E poi perché l’argomento, pur rilevante, prevede di incrociare un lettore che combini l’interesse per la storia e quello per la scuola. Gli autori, entrambi insegnanti, hanno lavorato nelle scuole statali italiane di Addis Abeba dal 2006 al 2015. Per svolgere la loro ricerca, che ha un’impostazione di tipo cronologico e copre l’arco temporale 1956-2000, hanno avuto accesso agli archivi storici dell’ambasciata italiana e delle scuole italiane.

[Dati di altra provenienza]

use std::cell::OnceCell;
use std::fmt;
use std::rc::Rc;
use std::sync::Arc;

use crate::driver::Driver;
use crate::shader::{defaults, Shader};

use super::{ActiveTargetRegistry, GlslProfile, RenderInit};

/// Renderer-facing context: the driver, its configuration, and the resources
/// shared by every target drawing through it.
///
/// The built-in shaders are compiled on first use.
pub struct RenderCtx {
    driver: Rc<dyn Driver>,
    init: RenderInit,
    glsl_profile: GlslProfile,
    registry: Arc<ActiveTargetRegistry>,
    default_shader: OnceCell<Shader>,
    default_tex_shader: OnceCell<Shader>,
}

impl RenderCtx {
    pub fn new(driver: Rc<dyn Driver>, init: RenderInit) -> Self {
        let glsl_profile = init.glsl_profile.unwrap_or(if driver.capabilities().embedded {
            GlslProfile::Es100
        } else {
            GlslProfile::Core330
        });
        Self {
            driver,
            init,
            glsl_profile,
            registry: ActiveTargetRegistry::global(),
            default_shader: OnceCell::new(),
            default_tex_shader: OnceCell::new(),
        }
    }

    /// Replaces the process-wide target registry for targets created from
    /// this context.
    pub fn with_registry(mut self, registry: Arc<ActiveTargetRegistry>) -> Self {
        self.registry = registry;
        self
    }

    #[inline]
    pub fn driver(&self) -> &Rc<dyn Driver> {
        &self.driver
    }

    #[inline]
    pub fn init(&self) -> &RenderInit {
        &self.init
    }

    #[inline]
    pub fn glsl_profile(&self) -> GlslProfile {
        self.glsl_profile
    }

    #[inline]
    pub fn registry(&self) -> &Arc<ActiveTargetRegistry> {
        &self.registry
    }

    /// Built-in program for draws without an explicit shader.
    ///
    /// A built-in that fails to compile stays empty (binding it unbinds any
    /// program); the failure is logged once.
    pub fn default_shader(&self, textured: bool) -> &Shader {
        let (cell, source) = if textured {
            (&self.default_tex_shader, defaults::textured(self.glsl_profile))
        } else {
            (&self.default_shader, defaults::untextured(self.glsl_profile))
        };
        cell.get_or_init(|| {
            let mut shader = Shader::with_driver(Rc::clone(&self.driver));
            if let Err(err) = shader.load_vertex_fragment(source.vertex, source.fragment) {
                log::error!("built-in shader (textured: {textured}) unavailable: {err}");
            }
            shader
        })
    }
}

impl fmt::Debug for RenderCtx {
    fn fmt(&self, f: &mut fmt::Formatter<'_>) -> fmt::Result {
        f.debug_struct("RenderCtx")
            .field("init", &self.init)
            .field("glsl_profile", &self.glsl_profile)
            .field("capabilities", &self.driver.capabilities())
            .finish_non_exhaustive()
    }
}

#[cfg(test)]
mod tests {
    use super::*;
    use crate::driver::{Capabilities, RecordingDriver};

    #[test]
    fn profile_follows_driver_when_unset() {
        let gles = Rc::new(RecordingDriver::with_capabilities(Capabilities {
            embedded: true,
            ..Capabilities::default()
        }));
        assert_eq!(RenderCtx::new(gles, RenderInit::default()).glsl_profile(), GlslProfile::Es100);

        let desktop = Rc::new(RecordingDriver::new());
        let forced = RenderInit {
            glsl_profile: Some(GlslProfile::Es100),
            ..RenderInit::default()
        };
        assert_eq!(RenderCtx::new(desktop, forced).glsl_profile(), GlslProfile::Es100);
    }

    #[test]
    fn default_shaders_compile_once() {
        let driver = Rc::new(RecordingDriver::new());
        let ctx = RenderCtx::new(driver.clone(), RenderInit::default());
        let plain = ctx.default_shader(false).native_handle();
        let tex = ctx.default_shader(true).native_handle();
        assert_ne!(plain, 0);
        assert_ne!(tex, 0);
        assert_ne!(plain, tex);
        assert_eq!(ctx.default_shader(false).native_handle(), plain);
        assert_eq!(driver.live_programs(), 2);
    }
}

Si sono dedicati all’impresa per due ragioni: «per un’esigenza personale di conoscenza della storia della collettività italiana residente in Etiopia e delle sua istituzioni educative»; «perché le istituzioni scolastiche italiane non sono mai state oggetto di una ricerca sistematica».

Il 1952 è la data in cui Etiopia e Italia ristabiliscono le relazioni diplomatiche e i circa 3mila italiani che vivono in Etiopia cominciano a darsi proprie strutture sociali ed educative, e provano ad aprire un dialogo con le istituzioni e la società etiopiche. Non è facile anche perché gli etiopici non hanno digerito né la guerra di aggressione che nel 1936 ha portato Mussolini a proclamare l’impero né tantomeno i 5 anni di feroce dominazione italiana, basti ricordare un nome: Rodolfo Graziani.

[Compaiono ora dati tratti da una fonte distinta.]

use super::{Rect, Transform, Vec2};

/// 2D camera: maps a world-space rectangle onto a normalized sub-rect of a
/// render target.
///
/// - `viewport` and `scissor` are expressed as fractions of the target size,
///   `Rect::UNIT` covering the whole target.
/// - A scissor equal to `Rect::UNIT` means "no scissor test".
#[derive(Debug, Copy, Clone, PartialEq)]
pub struct View {
    center: Vec2,
    size: Vec2,
    rotation: f32,
    viewport: Rect,
    scissor: Rect,
}

impl View {
    pub fn new(center: Vec2, size: Vec2) -> Self {
        Self {
            center,
            size,
            rotation: 0.0,
            viewport: Rect::UNIT,
            scissor: Rect::UNIT,
        }
    }

    /// View showing exactly `rect` in world units.
    pub fn from_rect(rect: Rect) -> Self {
        Self::new(rect.center(), rect.size)
    }

    #[inline]
    pub fn center(&self) -> Vec2 {
        self.center
    }

    #[inline]
    pub fn size(&self) -> Vec2 {
        self.size
    }

    /// Rotation in degrees, in `[0, 360)`.
    #[inline]
    pub fn rotation(&self) -> f32 {
        self.rotation
    }

    #[inline]
    pub fn viewport(&self) -> Rect {
        self.viewport
    }

    #[inline]
    pub fn scissor(&self) -> Rect {
        self.scissor
    }

    pub fn set_center(&mut self, center: Vec2) {
        self.center = center;
    }

    pub fn set_size(&mut self, size: Vec2) {
        self.size = size;
    }

    pub fn set_rotation(&mut self, degrees: f32) {
        self.rotation = degrees.rem_euclid(360.0);
    }

    pub fn set_viewport(&mut self, viewport: Rect) {
        self.viewport = viewport;
    }

    pub fn set_scissor(&mut self, scissor: Rect) {
        self.scissor = scissor;
    }

    pub fn move_by(&mut self, offset: Vec2) {
        self.center = self.center + offset;
    }

    pub fn rotate(&mut self, degrees: f32) {
        self.set_rotation(self.rotation + degrees);
    }

    /// Scales the visible area; factors above 1 show more of the world.
    pub fn zoom(&mut self, factor: f32) {
        self.size = self.size * factor;
    }

    /// World → normalized device coordinates (`[-1, 1]`, Y up).
    #[rustfmt::skip]
    pub fn transform(&self) -> Transform {
        let (sin, cos) = self.rotation.to_radians().sin_cos();
        let tx = -self.center.x * cos - self.center.y * sin + self.center.x;
        let ty = self.center.x * sin - self.center.y * cos + self.center.y;

        let a = 2.0 / self.size.x;
        let b = -2.0 / self.size.y;
        let c = -a * self.center.x;
        let d = -b * self.center.y;

        Transform::new(
            a * cos, a * sin, a * tx + c,
            -b * sin, b * cos, b * ty + d,
            0.0, 0.0, 1.0,
        )
    }

    pub fn inverse_transform(&self) -> Transform {
        self.transform().inverse()
    }
}

impl Default for View {
    fn default() -> Self {
        Self::from_rect(Rect::new(0.0, 0.0, 1000.0, 1000.0))
    }
}
use std::fs;
use std::io::Read;
use std::path::Path;

use super::error::{ShaderError, SourceOrigin};
use crate::driver::ShaderStage;

pub(super) fn read_file(path: &Path, stage: ShaderStage) -> Result<String, ShaderError> {
    fs::read_to_string(path).map_err(|source| ShaderError::Read {
        stage,
        origin: SourceOrigin::File(path.to_path_buf()),
        source,
    })
}

pub(super) fn read_stream(mut stream: impl Read, stage: ShaderStage) -> Result<String, ShaderError> {
    let mut out = String::new();
    stream
        .read_to_string(&mut out)
        .map_err(|source| ShaderError::Read {
            stage,
            origin: SourceOrigin::Stream,
            source,
        })?;
    Ok(out)
}

#[cfg(test)]
mod tests {
    use super::*;

    #[test]
    fn missing_file_reports_path() {
        let err = read_file(Path::new("/nonexistent/kiln/shader.vert"), ShaderStage::Vertex)
            .unwrap_err();
        match err {
            ShaderError::Read { stage, origin, .. } => {
                assert_eq!(stage, ShaderStage::Vertex);
                assert!(matches!(origin, SourceOrigin::File(_)));
            }
            other => panic!("unexpected error: {other}"),
        }
    }

    #[test]
    fn stream_contents_are_read_whole() {
        let src = read_stream(&b"void main() {}"[..], ShaderStage::Fragment).unwrap();
        assert_eq!(src, "void main() {}");
    }

    #[test]
    fn invalid_utf8_stream_is_an_error() {
        let err = read_stream(&[0xffu8, 0xfe][..], ShaderStage::Fragment).unwrap_err();
        assert!(matches!(err, ShaderError::Read { origin: SourceOrigin::Stream, .. }));
    }
}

Tuttavia nell’anno scolastico 1956-57 sono aperte ad Addis Abeba una scuola elementare statale e una materna privata; nel 1957-58 la scuola media statale; nell’anno successivo l’istituto tecnico per geometri privato, in seguito statalizzato. A chi si rivolgono? In principio, prevalentemente agli italiani specie alle famiglie di modesta estrazione sociale; gli alunni etiopici che la frequentano sono perlopiù nati da unioni italo-etiopiche.

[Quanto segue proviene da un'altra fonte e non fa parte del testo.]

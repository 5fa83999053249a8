//! Which render target is active in which driver context.
//!
//! Render targets share driver contexts, and each target caches the state it
//! last applied. A target's cache is only trustworthy while no other target
//! has drawn in that context since, so every target records itself here when
//! it becomes active and checks the record before trusting its cache.

use std::cell::RefCell;
use std::collections::HashMap;
use std::sync::Arc;

use parking_lot::ReentrantMutex;
use state::InitCell;

use crate::driver::ContextId;

/// Process-unique render target identity; `0` is never assigned.
pub type TargetId = u64;

static GLOBAL: InitCell<Arc<ActiveTargetRegistry>> = InitCell::new();

/// Outcome of [`ActiveTargetRegistry::set_active`], from the target's side.
#[derive(Debug, Copy, Clone, Eq, PartialEq)]
pub enum Transition {
    /// First target recorded for the context; nothing about the context's
    /// state is known.
    Recorded,
    /// Replaced a different target; the cache may be stale.
    Switched,
    /// This target was already active; the cache is still valid.
    Unchanged,
    /// The context's record was erased.
    Cleared,
}

#[derive(Debug)]
struct Inner {
    next_id: TargetId,
    active: HashMap<ContextId, TargetId>,
}

/// Context → active target map plus the target identity counter.
///
/// All access goes through one re-entrant lock.
#[derive(Debug)]
pub struct ActiveTargetRegistry {
    inner: ReentrantMutex<RefCell<Inner>>,
}

impl ActiveTargetRegistry {
    pub fn new() -> Self {
        Self {
            inner: ReentrantMutex::new(RefCell::new(Inner {
                next_id: 1,
                active: HashMap::new(),
            })),
        }
    }

    /// The process-wide registry used by targets unless another is injected.
    pub fn global() -> Arc<ActiveTargetRegistry> {
        Arc::clone(GLOBAL.get_or_init(|| Arc::new(ActiveTargetRegistry::new())))
    }

    /// Hands out the next target identity.
    pub fn allocate_id(&self) -> TargetId {
        let guard = self.inner.lock();
        let mut inner = guard.borrow_mut();
        let id = inner.next_id;
        inner.next_id += 1;
        id
    }

    pub fn active_target(&self, context: ContextId) -> Option<TargetId> {
        let guard = self.inner.lock();
        let target = guard.borrow().active.get(&context).copied();
        target
    }

    #[inline]
    pub fn is_active(&self, context: ContextId, target: TargetId) -> bool {
        self.active_target(context) == Some(target)
    }

    /// Records (`active`) or erases (`!active`) the context's active target.
    ///
    /// Deactivation erases the context's record whichever target holds it.
    pub fn set_active(&self, context: ContextId, target: TargetId, active: bool) -> Transition {
        let guard = self.inner.lock();
        let mut inner = guard.borrow_mut();

        if !active {
            inner.active.remove(&context);
            return Transition::Cleared;
        }

        match inner.active.insert(context, target) {
            None => Transition::Recorded,
            Some(previous) if previous == target => Transition::Unchanged,
            Some(_) => Transition::Switched,
        }
    }
}

impl Default for ActiveTargetRegistry {
    fn default() -> Self {
        Self::new()
    }
}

Ma piano piano la scuola italiana si guadagna un ruolo e diventa interessante anche per la piccola borghesia di Addis Abeba. Così lo storico dell’Africa Alessandro Triulzi (Università di Napoli “L’Orientale”) in prefazione: «È questo sfondo politico culturale di mescolanza linguistico-culturale – e di fondata persuasione che la convivenza con i passati dominatori malgrado tutto è possibile – che ha permesso il “successo” della scuola italiana».

Triulzi ricorda anche che nel periodo considerato il paese ha conosciuto tre forme di governo: l’imperiale di Haile Selassie, il socialista-sovietico del Derg e il federalismo etnico a guida tigrina.